We again began to be exceedingly solicitous over the fate of Atlanta and Sherman's Army: we had heard but little directly from that front for several weeks. Few prisoners had come in since those captured in the bloody engagements of the 20th, 22d, and 28th of July. In spite of their confident tones, and our own sanguine hopes, the outlook admitted of very grave doubts. The battles of the last week of July had been looked at it in the best light possible—indecisive. Our men had held their own, it is true, but an invading army can not afford to simply hold its own. Anything short of an absolute success is to it disguised defeat. Then we knew that the cavalry column sent out under Stoneman had been so badly handled by that inefficient commander that it had failed ridiculously in its object, being beaten in detail, and suffering the loss of its commander and a considerable portion of its numbers.
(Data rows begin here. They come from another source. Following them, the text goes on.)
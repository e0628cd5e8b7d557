use axum::Json;
use axum::http::StatusCode;
use axum::response::{IntoResponse, Response};
use serde::Serialize;

/// Error envelope shared by every endpoint.
#[derive(Debug, Serialize)]
pub struct ErrorResponse {
    pub detail: String,
}

pub fn error_response(status: StatusCode, detail: impl Into<String>) -> Response {
    (
        status,
        Json(ErrorResponse {
            detail: detail.into(),
        }),
    )
        .into_response()
}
This had been followed by a defeat of our infantry at Etowah Creek, and then came a long interval in which we received no news save what the Rebel papers contained, and they pretended no doubt that Sherman's failure was already demonstrated. Next came well-authenticated news that Sherman had raised the siege and fallen back to the Chattahoochee, and we felt something of the bitterness of despair. For days thereafter we heard nothing, though the hot, close Summer air seemed surcharged with the premonitions of a war storm about to burst, even as nature heralds in the same way a concentration of the mighty force of the elements for the grand crash of the thunderstorm. We waited in tense expectancy for the decision of the fates whether final victory or defeat should end the long and arduous campaign.